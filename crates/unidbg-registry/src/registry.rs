//! The formatter catalog.
//!
//! Descriptors are validated and compiled once on registration. Resolution
//! filters the catalog by the detected library version and the enable
//! toggles, prefers exact matches over regex matches, and breaks remaining
//! ties by registration order.

use std::fmt;

use regex::Regex;
use unidbg_core::{normalize_type_name, Host, Version, VersionRange};

use crate::descriptor::{FormatterDescriptor, MatchKind};
use crate::error::{FormatError, RegistryError, Result};
use crate::formatter::{Formatter, TrivialFormatter};

/// Handle to a registered descriptor.
#[derive(Debug, Clone, Copy, PartialEq, Eq, Hash, PartialOrd, Ord)]
pub struct DescriptorId(usize);

impl DescriptorId {
    /// Position in registration order.
    pub fn index(self) -> usize {
        self.0
    }
}

#[derive(Debug)]
enum CompiledPattern {
    Exact(String),
    Regex(Regex),
}

impl CompiledPattern {
    fn matches(&self, type_name: &str) -> bool {
        match self {
            CompiledPattern::Exact(name) => name == type_name,
            CompiledPattern::Regex(re) => re.is_match(type_name),
        }
    }
}

struct Entry<H: Host> {
    descriptor: FormatterDescriptor<H>,
    pattern: CompiledPattern,
    enabled: bool,
}

/// A read-only view of one catalog entry, for listings.
#[derive(Debug, Clone)]
pub struct CatalogEntry<'a> {
    /// Handle of the descriptor.
    pub id: DescriptorId,
    /// Category name.
    pub category: &'a str,
    /// Descriptor name.
    pub name: &'a str,
    /// Match kind.
    pub match_kind: MatchKind,
    /// Pattern as registered.
    pub pattern: &'a str,
    /// Supported library versions.
    pub versions: &'a VersionRange,
    /// Whether the descriptor takes part in resolution.
    pub enabled: bool,
}

/// Selects descriptors for enable/disable: `category` or `category;name`.
#[derive(Debug, Clone, PartialEq, Eq)]
pub struct PrinterSelector {
    /// Category to select.
    pub category: String,
    /// Optional descriptor name within the category.
    pub name: Option<String>,
}

impl PrinterSelector {
    /// Parse a selector string.
    pub fn parse(s: &str) -> std::result::Result<Self, RegistryError> {
        let invalid = || RegistryError::InvalidSelector {
            selector: s.to_string(),
        };
        let mut parts = s.trim().splitn(2, ';');
        let category = parts.next().map(str::trim).unwrap_or_default();
        if category.is_empty() {
            return Err(invalid());
        }
        let name = match parts.next().map(str::trim) {
            None => None,
            Some("") => return Err(invalid()),
            Some(name) => Some(name.to_string()),
        };
        Ok(PrinterSelector {
            category: category.to_string(),
            name,
        })
    }

    /// Whether a descriptor falls under this selector.
    pub fn selects<H: Host>(&self, descriptor: &FormatterDescriptor<H>) -> bool {
        descriptor.category == self.category
            && self.name.as_deref().map_or(true, |n| n == descriptor.name)
    }
}

impl fmt::Display for PrinterSelector {
    fn fmt(&self, f: &mut fmt::Formatter<'_>) -> fmt::Result {
        match &self.name {
            Some(name) => write!(f, "{};{}", self.category, name),
            None => write!(f, "{}", self.category),
        }
    }
}

/// The catalog of registered formatters.
pub struct FormatterRegistry<H: Host> {
    entries: Vec<Entry<H>>,
}

impl<H: Host> Default for FormatterRegistry<H> {
    fn default() -> Self {
        FormatterRegistry {
            entries: Vec::new(),
        }
    }
}

impl<H: Host> FormatterRegistry<H> {
    /// Create an empty registry.
    pub fn new() -> Self {
        Self::default()
    }

    /// Add a descriptor to the catalog.
    ///
    /// Rejects empty patterns, inverted version ranges and regexes that do
    /// not compile; a rejected descriptor is not added.
    pub fn register(
        &mut self,
        descriptor: FormatterDescriptor<H>,
    ) -> std::result::Result<DescriptorId, RegistryError> {
        if descriptor.type_pattern.trim().is_empty() {
            return Err(RegistryError::EmptyPattern {
                name: descriptor.qualified_name(),
            });
        }
        if !descriptor.versions.is_valid() {
            return Err(RegistryError::InvertedVersionRange {
                name: descriptor.qualified_name(),
                min: descriptor.versions.min.clone(),
                max: descriptor.versions.max.clone(),
            });
        }

        let pattern = match descriptor.match_kind {
            MatchKind::Exact => CompiledPattern::Exact(normalize_type_name(&descriptor.type_pattern)),
            MatchKind::Regex => {
                // Patterns must match the whole type name.
                let anchored = format!("^(?:{})$", descriptor.type_pattern);
                let re = Regex::new(&anchored).map_err(|source| RegistryError::InvalidRegex {
                    name: descriptor.qualified_name(),
                    source,
                })?;
                CompiledPattern::Regex(re)
            }
        };

        let id = DescriptorId(self.entries.len());
        log::debug!(
            "registered formatter {} ({} '{}', versions {})",
            descriptor.qualified_name(),
            descriptor.match_kind.name(),
            descriptor.type_pattern,
            descriptor.versions
        );
        self.entries.push(Entry {
            descriptor,
            pattern,
            enabled: true,
        });
        Ok(id)
    }

    /// Register a type that is rendered with the host's default
    /// representation, for any library version.
    pub fn register_trivial(
        &mut self,
        category: &str,
        type_name: &str,
    ) -> std::result::Result<DescriptorId, RegistryError>
    where
        H: 'static,
    {
        self.register(FormatterDescriptor::exact(
            category,
            type_name,
            type_name,
            VersionRange::any(),
            |_host: &H, value: H::Value| {
                Ok(Box::new(TrivialFormatter::<H>::new(value)) as Box<dyn Formatter<H>>)
            },
        ))
    }

    /// Find the best descriptor for a type name under a library version.
    ///
    /// Only enabled descriptors whose range contains `version` take part.
    /// Exact matches win over regex matches; ties go to the earliest
    /// registration.
    pub fn resolve(&self, type_name: &str, version: &Version) -> Option<DescriptorId> {
        let observed = normalize_type_name(type_name);
        let matching: Vec<(usize, &Entry<H>)> = self
            .entries
            .iter()
            .enumerate()
            .filter(|(_, e)| e.enabled && e.descriptor.versions.contains(version))
            .filter(|(_, e)| e.pattern.matches(&observed))
            .collect();

        let found = matching
            .iter()
            .find(|(_, e)| matches!(e.pattern, CompiledPattern::Exact(_)))
            .or_else(|| matching.first())
            .map(|&(i, _)| DescriptorId(i));

        match found {
            Some(id) => log::trace!(
                "'{observed}' @ {version} -> {}",
                self.entries[id.0].descriptor.qualified_name()
            ),
            None => log::trace!("'{observed}' @ {version} -> no formatter"),
        }
        found
    }

    /// Look up a descriptor by handle.
    pub fn descriptor(&self, id: DescriptorId) -> Option<&FormatterDescriptor<H>> {
        self.entries.get(id.0).map(|e| &e.descriptor)
    }

    /// Build a formatter instance for `value` with the descriptor's
    /// constructor. Construction errors are returned, never swallowed.
    pub fn instantiate(
        &self,
        id: DescriptorId,
        host: &H,
        value: H::Value,
    ) -> Result<Box<dyn Formatter<H>>> {
        let descriptor = self
            .descriptor(id)
            .ok_or(FormatError::Registry(RegistryError::UnknownDescriptor(id.0)))?;
        descriptor.construct(host, value)
    }

    /// Enable or disable every descriptor the selector covers. Returns the
    /// number of descriptors selected.
    pub fn set_enabled(&mut self, selector: &PrinterSelector, enabled: bool) -> usize {
        let mut count = 0;
        for entry in &mut self.entries {
            if selector.selects(&entry.descriptor) {
                entry.enabled = enabled;
                count += 1;
            }
        }
        if count == 0 {
            log::warn!("no formatter matches selector '{selector}'");
        } else {
            log::debug!(
                "{} {count} formatter(s) for '{selector}'",
                if enabled { "enabled" } else { "disabled" }
            );
        }
        count
    }

    /// Whether a descriptor currently takes part in resolution.
    pub fn is_enabled(&self, id: DescriptorId) -> bool {
        self.entries.get(id.0).is_some_and(|e| e.enabled)
    }

    /// Number of registered descriptors.
    pub fn len(&self) -> usize {
        self.entries.len()
    }

    /// Whether nothing is registered.
    pub fn is_empty(&self) -> bool {
        self.entries.is_empty()
    }

    /// All descriptors in registration order.
    pub fn catalog(&self) -> impl Iterator<Item = CatalogEntry<'_>> {
        self.entries.iter().enumerate().map(|(i, e)| CatalogEntry {
            id: DescriptorId(i),
            category: &e.descriptor.category,
            name: &e.descriptor.name,
            match_kind: e.descriptor.match_kind,
            pattern: &e.descriptor.type_pattern,
            versions: &e.descriptor.versions,
            enabled: e.enabled,
        })
    }
}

*Task prompt*. Report how many lines in this data include the string "anchored", and nothing else.

*Solution*. 2